Ces manifestations ont empli les rues des grandes villes du pays, Istanbul, Ankara, Antalya, Izmir. Des forces anti-émeutes (qui en Turquie ressemblent à de véritables « Robocop » sans souci pour le détail) sont intervenues dans les quartiers populaires d’Instabul et à Ankara.
Les échauffourés ont été meurtriers dans le sud-est du pays, près de la frontière et au cœur de la communauté kurde, notamment dans la capitale kurde Diyarbakir. La police ne s’est pas limitée aux habituels canons à eau, grenades lacrymo mais aurait tiré à balles réelles.
La confusion règne, certains rapports font état d’affrontements armés entre militants kurdes et militants islamistes soutenant l’EI. Mais il est étrange que tous les morts, jusqu’à présent, soient du même côté.
Par ailleurs, on connaît déjà le cas d’un jeune homme de 25 ans abattu … d’une grenade lacryomogène tirée dans la tête par un policier turc.
La Turquie est désormais un pays en état d’urgence, un couvre-feu a été décrété dans six villes dont Diyarbakir. C’était aussi un des objectifs de l’entrée en guerre : instaurer un climat de terreur pour réprimer l’opposition politique, kurde et de gauche tout simplement.
Posons les bonnes questions à nos dirigeants : pourquoi cautionner un gouvernement massacreur, belliciste, islamiste, anti-démocratique ?

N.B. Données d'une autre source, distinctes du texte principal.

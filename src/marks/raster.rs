//! Raster fallback for trim marks.
//!
//! A narrow strip of the page is rendered at high resolution, thresholded for
//! dark ink, opened with a line-shaped element to keep only long straight
//! strokes, and reduced to the bounding boxes of its external contours. Two
//! scans share this chain:
//!
//! - [`detect_vertical_bounds`] renders a left-edge strip over the full page
//!   height and looks for horizontal strokes in the top and bottom bands. The
//!   leftmost stroke of each band wins (marks are drawn flush to the sheet
//!   edge); a band without strokes falls back to a fixed offset from the page
//!   edge.
//! - [`detect_raster_columns`] renders a strip along the top edge and looks
//!   for vertical strokes on the highest row, substituting for vector columns.
use super::cluster1d::cluster_centers;
use super::morphology::{count_foreground, open_lines, Orientation};
use super::options::RasterMarkOptions;
use crate::error::Result;
use crate::page::PageRenderer;
use crate::types::{Band, BoundaryOrigin, PageGeometry, Rect};
use crate::units::{mm_to_pt, mm_to_px, RasterFrame};
use image::GrayImage;
use imageproc::contours::{find_contours, BorderType, Contour};
use imageproc::contrast::{threshold, ThresholdType};
use log::{debug, warn};
use serde::Serialize;
use std::time::Instant;

/// Axis-aligned bounding box of an external contour, in pixels.
#[derive(Clone, Copy, Debug, PartialEq, Eq, Serialize)]
#[serde(rename_all = "camelCase")]
pub struct BlobBox {
    pub x: u32,
    pub y: u32,
    pub w: u32,
    pub h: u32,
}

impl BlobBox {
    fn from_contour(contour: &Contour<u32>) -> Option<Self> {
        let first = contour.points.first()?;
        let (mut x0, mut y0, mut x1, mut y1) = (first.x, first.y, first.x, first.y);
        for p in &contour.points {
            x0 = x0.min(p.x);
            y0 = y0.min(p.y);
            x1 = x1.max(p.x);
            y1 = y1.max(p.y);
        }
        Some(Self {
            x: x0,
            y: y0,
            w: x1 - x0 + 1,
            h: y1 - y0 + 1,
        })
    }

    /// Vertical centre in pixels.
    pub fn center_y(&self) -> f64 {
        self.y as f64 + self.h as f64 / 2.0
    }

    /// Horizontal centre in pixels.
    pub fn center_x(&self) -> f64 {
        self.x as f64 + self.w as f64 / 2.0
    }
}

/// Inverted fixed threshold: pixels at or below `level` (ink) become
/// foreground, brighter pixels (paper) background.
pub fn ink_mask(gray: &GrayImage, level: u8) -> GrayImage {
    threshold(gray, level, ThresholdType::BinaryInverted)
}

/// Bounding boxes of the outermost contours of `mask`, in the order the
/// contour tracer meets them (raster order of their first border pixel).
/// Blobs lying inside a hole of another blob are skipped.
pub fn external_boxes(mask: &GrayImage) -> Vec<BlobBox> {
    find_contours::<u32>(mask)
        .iter()
        .filter(|c| c.border_type == BorderType::Outer && c.parent.is_none())
        .filter_map(BlobBox::from_contour)
        .collect()
}

/// A stroke blob that survived the width test, in pixels and page points.
#[derive(Clone, Debug, Serialize)]
#[serde(rename_all = "camelCase")]
pub struct RasterStroke {
    pub blob: BlobBox,
    /// Left edge in page points.
    pub x_pt: f64,
    /// Vertical centre in page points.
    pub y_pt: f64,
    pub band: Option<Band>,
}

/// Result of the vertical-boundary scan.
#[derive(Clone, Debug, Serialize)]
#[serde(rename_all = "camelCase")]
pub struct RasterBoundsScan {
    pub strip: Rect,
    pub dpi: f64,
    pub width_px: u32,
    pub height_px: u32,
    pub ink_pixels: usize,
    pub blobs_total: usize,
    pub strokes: Vec<RasterStroke>,
    pub top_winner: Option<usize>,
    pub bottom_winner: Option<usize>,
    pub y_top: f64,
    pub y_bottom: f64,
    pub top_origin: BoundaryOrigin,
    pub bottom_origin: BoundaryOrigin,
    pub elapsed_ms: f64,
}

impl RasterBoundsScan {
    pub fn missed(&self, band: Band) -> bool {
        match band {
            Band::Top => self.top_winner.is_none(),
            Band::Bottom => self.bottom_winner.is_none(),
        }
    }
}

/// Render the left-edge strip and locate the Y crop boundaries.
pub fn detect_vertical_bounds<R: PageRenderer + ?Sized>(
    renderer: &R,
    page: &PageGeometry,
    opts: &RasterMarkOptions,
) -> Result<RasterBoundsScan> {
    let strip = Rect::new(
        0.0,
        0.0,
        mm_to_pt(opts.strip_width_mm).min(page.width),
        page.height,
    );
    let start = Instant::now();
    let rgb = renderer.render(&strip, opts.dpi)?;
    let gray = image::imageops::grayscale(&rgb);
    let frame = RasterFrame::new((strip.x0, strip.y0), opts.dpi);
    let mut scan = analyze_bounds_strip(&gray, &frame, page.height, opts);
    scan.strip = strip;
    scan.elapsed_ms = start.elapsed().as_secs_f64() * 1000.0;
    Ok(scan)
}

/// Boundary analysis of an already rendered grayscale strip.
///
/// `frame` maps strip pixels to page points; `page_height` anchors the
/// bottom fallback.
pub fn analyze_bounds_strip(
    gray: &GrayImage,
    frame: &RasterFrame,
    page_height: f64,
    opts: &RasterMarkOptions,
) -> RasterBoundsScan {
    let (w, h) = gray.dimensions();
    let mask = ink_mask(gray, opts.ink_threshold);
    let ink_pixels = count_foreground(&mask);
    let kernel = mm_to_px(opts.opening_length_mm, frame.dpi).round().max(1.0) as usize;
    let opened = open_lines(&mask, kernel, Orientation::Horizontal);
    let blobs = external_boxes(&opened);
    let min_width_px = mm_to_px(opts.min_stroke_width_mm, frame.dpi);

    let top_limit = h as f64 * opts.band_fraction;
    let bottom_limit = h as f64 * (1.0 - opts.band_fraction);
    let strokes: Vec<RasterStroke> = blobs
        .iter()
        .filter(|b| b.w as f64 > min_width_px)
        .map(|b| {
            let cy = b.center_y();
            let band = if cy < top_limit {
                Some(Band::Top)
            } else if cy > bottom_limit {
                Some(Band::Bottom)
            } else {
                None
            };
            let (x_pt, y_pt) = frame.to_page(b.x as f64, cy);
            RasterStroke {
                blob: *b,
                x_pt,
                y_pt,
                band,
            }
        })
        .collect();

    let top_winner = leftmost_in_band(&strokes, Band::Top);
    let bottom_winner = leftmost_in_band(&strokes, Band::Bottom);
    let offset = mm_to_pt(opts.fallback_offset_mm);

    let (y_top, top_origin) = match top_winner {
        Some(i) => (strokes[i].y_pt, BoundaryOrigin::RasterMark),
        None => {
            warn!("raster scan: no stroke in top band, using {:.1}pt", offset);
            (offset, BoundaryOrigin::DefaultOffset)
        }
    };
    let (y_bottom, bottom_origin) = match bottom_winner {
        Some(i) => (strokes[i].y_pt, BoundaryOrigin::RasterMark),
        None => {
            let y = page_height - offset;
            warn!("raster scan: no stroke in bottom band, using {:.1}pt", y);
            (y, BoundaryOrigin::DefaultOffset)
        }
    };

    debug!(
        "analyze_bounds_strip {}x{} kernel={}px ink={} blobs={} strokes={} y_top={:.2} y_bottom={:.2}",
        w,
        h,
        kernel,
        ink_pixels,
        blobs.len(),
        strokes.len(),
        y_top,
        y_bottom
    );

    RasterBoundsScan {
        strip: Rect::new(0.0, 0.0, w as f64 * frame.scale(), h as f64 * frame.scale()),
        dpi: frame.dpi,
        width_px: w,
        height_px: h,
        ink_pixels,
        blobs_total: blobs.len(),
        strokes,
        top_winner,
        bottom_winner,
        y_top,
        y_bottom,
        top_origin,
        bottom_origin,
        elapsed_ms: 0.0,
    }
}

/// Index of the stroke with the smallest x in `band`; the first one wins ties.
fn leftmost_in_band(strokes: &[RasterStroke], band: Band) -> Option<usize> {
    let mut best: Option<usize> = None;
    for (i, s) in strokes.iter().enumerate() {
        if s.band != Some(band) {
            continue;
        }
        if best.map_or(true, |b| s.blob.x < strokes[b].blob.x) {
            best = Some(i);
        }
    }
    best
}

/// Result of the raster column scan.
#[derive(Clone, Debug, Serialize)]
#[serde(rename_all = "camelCase")]
pub struct RasterColumnScan {
    pub strip: Rect,
    pub dpi: f64,
    pub blobs_total: usize,
    /// Vertical strokes that passed the length test; `x_pt` is the centre.
    pub strokes: Vec<RasterStroke>,
    /// Top edge of the highest stroke row (points).
    pub min_top_pt: Option<f64>,
    pub columns: Vec<f64>,
    pub elapsed_ms: f64,
}

/// Render the top-edge strip and detect vertical mark columns.
pub fn detect_raster_columns<R: PageRenderer + ?Sized>(
    renderer: &R,
    page: &PageGeometry,
    opts: &RasterMarkOptions,
) -> Result<RasterColumnScan> {
    let strip = Rect::new(
        0.0,
        0.0,
        page.width,
        mm_to_pt(opts.strip_width_mm).min(page.height),
    );
    let start = Instant::now();
    let rgb = renderer.render(&strip, opts.dpi)?;
    let gray = image::imageops::grayscale(&rgb);
    let frame = RasterFrame::new((strip.x0, strip.y0), opts.dpi);
    let mut scan = analyze_column_strip(&gray, &frame, opts);
    scan.strip = strip;
    scan.elapsed_ms = start.elapsed().as_secs_f64() * 1000.0;
    Ok(scan)
}

/// Column analysis of an already rendered grayscale strip.
pub fn analyze_column_strip(
    gray: &GrayImage,
    frame: &RasterFrame,
    opts: &RasterMarkOptions,
) -> RasterColumnScan {
    let mask = ink_mask(gray, opts.ink_threshold);
    let kernel = mm_to_px(opts.opening_length_mm, frame.dpi).round().max(1.0) as usize;
    let opened = open_lines(&mask, kernel, Orientation::Vertical);
    let blobs = external_boxes(&opened);
    let min_len_px = mm_to_px(opts.min_stroke_width_mm, frame.dpi);

    let strokes: Vec<RasterStroke> = blobs
        .iter()
        .filter(|b| b.h as f64 > min_len_px)
        .map(|b| {
            let (x_pt, y_pt) = frame.to_page(b.center_x(), b.y as f64);
            RasterStroke {
                blob: *b,
                x_pt,
                y_pt,
                band: Some(Band::Top),
            }
        })
        .collect();

    let min_top_pt = strokes
        .iter()
        .map(|s| s.y_pt)
        .fold(None, |acc: Option<f64>, y| Some(acc.map_or(y, |m| m.min(y))));
    let columns = match min_top_pt {
        Some(min_top) => {
            let xs: Vec<f64> = strokes
                .iter()
                .filter(|s| s.y_pt <= min_top + opts.row_tolerance_pt)
                .map(|s| s.x_pt)
                .collect();
            cluster_centers(&xs, opts.cluster_tolerance_pt)
        }
        None => Vec::new(),
    };

    debug!(
        "analyze_column_strip {}x{} blobs={} strokes={} min_top={:?} columns={}",
        gray.width(),
        gray.height(),
        blobs.len(),
        strokes.len(),
        min_top_pt,
        columns.len()
    );

    RasterColumnScan {
        strip: Rect::new(
            0.0,
            0.0,
            gray.width() as f64 * frame.scale(),
            gray.height() as f64 * frame.scale(),
        ),
        dpi: frame.dpi,
        blobs_total: blobs.len(),
        strokes,
        min_top_pt,
        columns,
        elapsed_ms: 0.0,
    }
}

Il est temps de poser les vraies questions à nos dirigeants :
à quand une condamnation de ces massacres commis par le régime turc ? On se souvient qu’au Venezuela, il s’en est fallu de moins que cela pour voir les médias s’emballer. Aujourd’hui, c’est aussi le cas à Hong-Kong. Aujourd’hui, l’ordre règne à Ankara, au prix de 18 morts, nous, Français, Américains, nous en félicitons ;
pourquoi ne pas avoir soutenu le mouvement démocratique, laic, progressiste du « printemps turc » ? On se souvient qu’au printemps 2013, le mouvement « Occupy Gezi » a déclenché une révolte sans précédent depuis des années, mobilisant des centaines de milliers de jeunes contre ce régime autoritaire, dominé par les islamistes. La rebellion libyenne, syrienne – dominée par les islamistes – était démocratique, « Occupy Hong-Kong » ou « Maidan » (mené par des milices para-militaires, des néo-nazis avoués) étaient des combats pour la liberté. Et le combat pour les libertés civiles, la laicité, la paix, la démocratie sociale, le droit à l’auto-détermination des peuples, n’est-ce pas un combat juste en Turquie ?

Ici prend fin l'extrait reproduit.